[[ MATERIAL PROVIDED open ]]
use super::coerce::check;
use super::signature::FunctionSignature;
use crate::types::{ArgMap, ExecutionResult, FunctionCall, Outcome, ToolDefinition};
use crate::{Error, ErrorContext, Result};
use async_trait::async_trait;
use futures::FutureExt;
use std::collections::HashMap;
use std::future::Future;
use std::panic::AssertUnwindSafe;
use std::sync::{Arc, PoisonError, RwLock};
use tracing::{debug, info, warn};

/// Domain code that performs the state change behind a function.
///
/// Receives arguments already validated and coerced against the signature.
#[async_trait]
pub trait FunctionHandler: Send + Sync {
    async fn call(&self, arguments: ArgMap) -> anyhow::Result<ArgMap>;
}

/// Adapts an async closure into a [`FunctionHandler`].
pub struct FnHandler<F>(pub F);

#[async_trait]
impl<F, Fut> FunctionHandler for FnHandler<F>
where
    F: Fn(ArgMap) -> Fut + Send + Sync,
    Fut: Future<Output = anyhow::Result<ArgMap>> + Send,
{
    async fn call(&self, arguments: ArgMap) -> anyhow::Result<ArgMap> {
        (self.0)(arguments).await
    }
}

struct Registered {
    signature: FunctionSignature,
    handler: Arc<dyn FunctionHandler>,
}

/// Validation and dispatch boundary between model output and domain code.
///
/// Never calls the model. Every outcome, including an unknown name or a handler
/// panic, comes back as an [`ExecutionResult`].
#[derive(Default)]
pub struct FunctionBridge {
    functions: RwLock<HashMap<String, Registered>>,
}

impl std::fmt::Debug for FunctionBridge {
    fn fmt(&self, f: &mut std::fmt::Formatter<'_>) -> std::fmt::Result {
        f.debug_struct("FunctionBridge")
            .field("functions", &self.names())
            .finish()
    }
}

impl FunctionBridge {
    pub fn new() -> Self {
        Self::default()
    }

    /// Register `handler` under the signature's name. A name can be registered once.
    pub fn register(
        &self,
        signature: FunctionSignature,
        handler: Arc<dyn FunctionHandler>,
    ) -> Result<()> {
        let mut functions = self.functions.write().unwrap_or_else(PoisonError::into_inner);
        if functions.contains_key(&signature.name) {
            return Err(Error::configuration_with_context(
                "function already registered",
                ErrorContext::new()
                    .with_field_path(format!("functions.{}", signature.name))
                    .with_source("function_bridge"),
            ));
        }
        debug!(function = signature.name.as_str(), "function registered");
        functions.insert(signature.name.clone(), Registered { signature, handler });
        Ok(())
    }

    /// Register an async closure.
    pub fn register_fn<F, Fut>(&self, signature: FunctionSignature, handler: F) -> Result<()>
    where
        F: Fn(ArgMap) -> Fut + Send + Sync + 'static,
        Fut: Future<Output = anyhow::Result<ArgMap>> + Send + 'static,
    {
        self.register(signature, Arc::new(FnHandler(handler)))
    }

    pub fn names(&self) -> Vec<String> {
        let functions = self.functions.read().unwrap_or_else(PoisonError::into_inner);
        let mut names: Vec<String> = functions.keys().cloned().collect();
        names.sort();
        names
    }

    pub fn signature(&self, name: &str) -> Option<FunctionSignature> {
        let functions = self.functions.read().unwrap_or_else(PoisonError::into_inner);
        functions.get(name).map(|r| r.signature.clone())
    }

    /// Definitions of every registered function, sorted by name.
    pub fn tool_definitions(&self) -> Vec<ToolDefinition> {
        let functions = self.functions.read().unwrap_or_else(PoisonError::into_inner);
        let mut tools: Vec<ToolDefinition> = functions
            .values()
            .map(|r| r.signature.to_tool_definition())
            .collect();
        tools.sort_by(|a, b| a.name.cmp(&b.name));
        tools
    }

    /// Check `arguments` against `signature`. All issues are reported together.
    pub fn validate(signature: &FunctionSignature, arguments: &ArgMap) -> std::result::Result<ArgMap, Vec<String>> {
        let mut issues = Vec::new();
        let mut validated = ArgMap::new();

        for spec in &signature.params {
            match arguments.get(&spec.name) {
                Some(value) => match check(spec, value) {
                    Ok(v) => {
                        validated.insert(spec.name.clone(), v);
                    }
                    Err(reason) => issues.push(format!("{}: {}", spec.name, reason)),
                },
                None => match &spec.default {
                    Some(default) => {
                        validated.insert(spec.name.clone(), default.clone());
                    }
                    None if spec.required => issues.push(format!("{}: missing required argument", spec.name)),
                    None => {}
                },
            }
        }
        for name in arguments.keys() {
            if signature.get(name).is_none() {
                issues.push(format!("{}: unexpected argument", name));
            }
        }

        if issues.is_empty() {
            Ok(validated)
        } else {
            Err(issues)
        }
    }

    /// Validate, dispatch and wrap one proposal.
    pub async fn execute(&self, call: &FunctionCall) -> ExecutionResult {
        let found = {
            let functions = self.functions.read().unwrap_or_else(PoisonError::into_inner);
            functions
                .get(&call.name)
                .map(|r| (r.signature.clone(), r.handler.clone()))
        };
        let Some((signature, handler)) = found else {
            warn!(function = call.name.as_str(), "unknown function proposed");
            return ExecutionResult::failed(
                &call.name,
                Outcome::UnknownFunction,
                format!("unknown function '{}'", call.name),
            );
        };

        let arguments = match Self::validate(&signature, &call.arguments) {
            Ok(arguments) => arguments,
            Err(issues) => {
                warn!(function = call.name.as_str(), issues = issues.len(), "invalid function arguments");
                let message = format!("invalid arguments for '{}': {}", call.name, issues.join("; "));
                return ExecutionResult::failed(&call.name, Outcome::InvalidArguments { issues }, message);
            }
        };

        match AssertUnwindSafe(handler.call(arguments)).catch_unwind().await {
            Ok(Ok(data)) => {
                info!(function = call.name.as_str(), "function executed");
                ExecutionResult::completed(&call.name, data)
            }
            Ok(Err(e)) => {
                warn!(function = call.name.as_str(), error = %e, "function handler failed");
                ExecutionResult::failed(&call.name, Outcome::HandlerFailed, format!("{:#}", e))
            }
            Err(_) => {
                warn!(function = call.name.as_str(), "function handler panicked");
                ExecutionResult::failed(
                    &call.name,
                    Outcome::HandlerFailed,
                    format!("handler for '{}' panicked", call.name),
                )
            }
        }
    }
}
[[ MATERIAL PROVIDED closed ]]
[[ MATERIAL PROVIDED open ]]
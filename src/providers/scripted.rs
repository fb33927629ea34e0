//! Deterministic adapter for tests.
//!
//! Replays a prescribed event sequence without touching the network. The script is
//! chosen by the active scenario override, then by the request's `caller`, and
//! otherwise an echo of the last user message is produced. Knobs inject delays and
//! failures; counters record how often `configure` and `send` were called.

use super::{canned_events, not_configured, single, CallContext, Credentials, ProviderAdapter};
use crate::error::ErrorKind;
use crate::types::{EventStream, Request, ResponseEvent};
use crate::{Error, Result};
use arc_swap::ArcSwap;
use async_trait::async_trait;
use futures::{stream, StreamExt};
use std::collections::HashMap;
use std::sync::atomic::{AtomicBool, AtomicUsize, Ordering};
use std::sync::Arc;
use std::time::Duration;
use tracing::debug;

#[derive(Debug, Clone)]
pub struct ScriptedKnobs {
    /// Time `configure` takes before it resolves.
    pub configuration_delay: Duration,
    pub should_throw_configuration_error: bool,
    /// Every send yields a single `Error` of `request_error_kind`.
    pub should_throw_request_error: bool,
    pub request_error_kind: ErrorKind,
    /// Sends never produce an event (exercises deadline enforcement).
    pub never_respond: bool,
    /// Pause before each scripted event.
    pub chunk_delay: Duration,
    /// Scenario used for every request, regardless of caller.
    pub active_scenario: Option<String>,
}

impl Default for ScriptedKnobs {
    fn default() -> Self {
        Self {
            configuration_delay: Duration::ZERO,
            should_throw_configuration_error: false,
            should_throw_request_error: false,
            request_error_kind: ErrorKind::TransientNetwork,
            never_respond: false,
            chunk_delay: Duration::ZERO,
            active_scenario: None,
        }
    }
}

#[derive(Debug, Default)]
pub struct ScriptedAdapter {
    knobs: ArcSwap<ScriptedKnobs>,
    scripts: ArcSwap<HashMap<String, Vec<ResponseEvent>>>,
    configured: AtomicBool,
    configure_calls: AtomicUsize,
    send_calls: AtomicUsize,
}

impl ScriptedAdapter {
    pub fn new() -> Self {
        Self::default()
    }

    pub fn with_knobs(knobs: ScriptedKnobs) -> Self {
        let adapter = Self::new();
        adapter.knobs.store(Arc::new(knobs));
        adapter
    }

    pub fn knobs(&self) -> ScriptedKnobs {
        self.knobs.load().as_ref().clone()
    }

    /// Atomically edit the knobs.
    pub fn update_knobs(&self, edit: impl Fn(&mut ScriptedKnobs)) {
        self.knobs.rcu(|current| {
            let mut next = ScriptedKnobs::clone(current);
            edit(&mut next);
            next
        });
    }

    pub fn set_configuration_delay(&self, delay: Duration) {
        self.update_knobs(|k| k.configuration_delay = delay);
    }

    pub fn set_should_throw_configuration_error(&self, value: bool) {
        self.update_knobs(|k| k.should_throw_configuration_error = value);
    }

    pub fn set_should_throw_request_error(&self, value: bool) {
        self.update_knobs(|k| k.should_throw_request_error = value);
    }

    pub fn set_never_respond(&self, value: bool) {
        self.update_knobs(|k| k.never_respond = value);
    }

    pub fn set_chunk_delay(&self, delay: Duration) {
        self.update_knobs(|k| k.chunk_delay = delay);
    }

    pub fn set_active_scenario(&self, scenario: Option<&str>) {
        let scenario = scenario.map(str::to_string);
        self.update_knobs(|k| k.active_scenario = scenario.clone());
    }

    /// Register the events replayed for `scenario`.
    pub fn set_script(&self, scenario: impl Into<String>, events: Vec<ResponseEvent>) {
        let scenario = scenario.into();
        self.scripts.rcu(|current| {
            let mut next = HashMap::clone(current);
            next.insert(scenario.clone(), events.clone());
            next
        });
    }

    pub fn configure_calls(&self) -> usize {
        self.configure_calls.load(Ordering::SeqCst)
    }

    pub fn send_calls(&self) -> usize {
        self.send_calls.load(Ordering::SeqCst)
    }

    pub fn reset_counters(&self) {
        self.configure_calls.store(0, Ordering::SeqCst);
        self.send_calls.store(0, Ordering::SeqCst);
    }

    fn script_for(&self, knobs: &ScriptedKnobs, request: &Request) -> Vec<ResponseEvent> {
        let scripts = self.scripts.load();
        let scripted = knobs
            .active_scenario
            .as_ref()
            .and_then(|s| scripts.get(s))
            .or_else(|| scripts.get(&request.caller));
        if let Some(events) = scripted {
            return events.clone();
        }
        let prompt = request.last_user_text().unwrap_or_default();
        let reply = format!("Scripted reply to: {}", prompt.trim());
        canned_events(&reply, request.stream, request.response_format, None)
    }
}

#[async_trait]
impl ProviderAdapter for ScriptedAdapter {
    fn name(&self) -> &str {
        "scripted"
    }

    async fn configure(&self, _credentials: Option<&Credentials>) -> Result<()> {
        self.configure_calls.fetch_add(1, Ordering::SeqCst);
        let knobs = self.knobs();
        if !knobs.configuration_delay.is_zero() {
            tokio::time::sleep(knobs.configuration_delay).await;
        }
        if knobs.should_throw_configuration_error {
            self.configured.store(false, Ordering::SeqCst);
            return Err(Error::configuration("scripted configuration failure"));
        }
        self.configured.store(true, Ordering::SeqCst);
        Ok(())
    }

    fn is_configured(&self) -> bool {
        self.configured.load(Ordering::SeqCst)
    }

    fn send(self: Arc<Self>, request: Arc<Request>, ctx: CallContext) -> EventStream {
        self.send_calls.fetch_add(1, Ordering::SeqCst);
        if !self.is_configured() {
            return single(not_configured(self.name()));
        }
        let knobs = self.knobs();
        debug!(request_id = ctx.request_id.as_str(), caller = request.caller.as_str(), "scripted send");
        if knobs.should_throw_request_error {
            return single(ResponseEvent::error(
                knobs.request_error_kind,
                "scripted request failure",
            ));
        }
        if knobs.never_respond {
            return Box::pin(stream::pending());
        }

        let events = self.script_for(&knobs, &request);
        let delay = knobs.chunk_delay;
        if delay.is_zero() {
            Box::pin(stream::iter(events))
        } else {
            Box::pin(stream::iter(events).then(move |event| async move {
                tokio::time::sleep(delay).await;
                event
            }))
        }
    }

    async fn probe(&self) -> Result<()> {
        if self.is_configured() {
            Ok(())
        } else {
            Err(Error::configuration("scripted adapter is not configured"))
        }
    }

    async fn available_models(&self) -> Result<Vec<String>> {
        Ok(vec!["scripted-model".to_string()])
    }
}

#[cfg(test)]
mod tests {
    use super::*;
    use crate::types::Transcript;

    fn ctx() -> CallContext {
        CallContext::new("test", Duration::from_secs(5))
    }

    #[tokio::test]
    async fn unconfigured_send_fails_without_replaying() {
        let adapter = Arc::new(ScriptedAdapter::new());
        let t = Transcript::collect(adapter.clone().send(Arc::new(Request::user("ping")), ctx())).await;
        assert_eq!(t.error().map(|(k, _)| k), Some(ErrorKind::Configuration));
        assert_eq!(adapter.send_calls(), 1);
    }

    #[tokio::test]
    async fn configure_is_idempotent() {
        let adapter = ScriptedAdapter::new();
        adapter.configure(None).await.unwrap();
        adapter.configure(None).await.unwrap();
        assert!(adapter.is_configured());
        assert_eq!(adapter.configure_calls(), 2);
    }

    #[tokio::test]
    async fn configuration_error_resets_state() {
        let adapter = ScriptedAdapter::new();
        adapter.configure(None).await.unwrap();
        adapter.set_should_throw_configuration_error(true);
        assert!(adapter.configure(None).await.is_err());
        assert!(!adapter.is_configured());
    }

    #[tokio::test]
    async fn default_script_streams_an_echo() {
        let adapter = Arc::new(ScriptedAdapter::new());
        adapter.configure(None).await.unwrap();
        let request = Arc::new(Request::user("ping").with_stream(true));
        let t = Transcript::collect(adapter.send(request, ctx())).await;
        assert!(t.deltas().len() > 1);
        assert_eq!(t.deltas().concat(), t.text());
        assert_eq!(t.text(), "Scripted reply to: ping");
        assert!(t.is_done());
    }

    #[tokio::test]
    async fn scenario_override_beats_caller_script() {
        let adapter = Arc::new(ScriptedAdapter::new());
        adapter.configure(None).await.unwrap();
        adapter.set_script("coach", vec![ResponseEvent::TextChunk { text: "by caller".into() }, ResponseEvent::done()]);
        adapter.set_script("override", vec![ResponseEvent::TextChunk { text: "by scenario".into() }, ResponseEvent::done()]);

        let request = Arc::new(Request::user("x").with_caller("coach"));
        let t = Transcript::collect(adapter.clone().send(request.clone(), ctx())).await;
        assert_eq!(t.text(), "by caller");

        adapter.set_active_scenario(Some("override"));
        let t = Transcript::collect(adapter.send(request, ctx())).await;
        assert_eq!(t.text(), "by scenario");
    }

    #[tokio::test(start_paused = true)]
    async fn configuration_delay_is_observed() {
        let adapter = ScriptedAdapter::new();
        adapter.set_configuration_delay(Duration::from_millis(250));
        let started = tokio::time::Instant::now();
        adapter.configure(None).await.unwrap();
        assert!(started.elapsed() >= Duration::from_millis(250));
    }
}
[[ MATERIAL PROVIDED closed ]]
* **WORK ITEM**:
Copy each line above where "Some" appears.

* **ANSWER BOX**:
                Some(value) => match check(spec, value) {
                    Some(default) => {
        let Some((signature, handler)) = found else {
        if let Some(events) = scripted {
        assert_eq!(t.error().map(|(k, _)| k), Some(ErrorKind::Configuration));
        adapter.set_active_scenario(Some("override"));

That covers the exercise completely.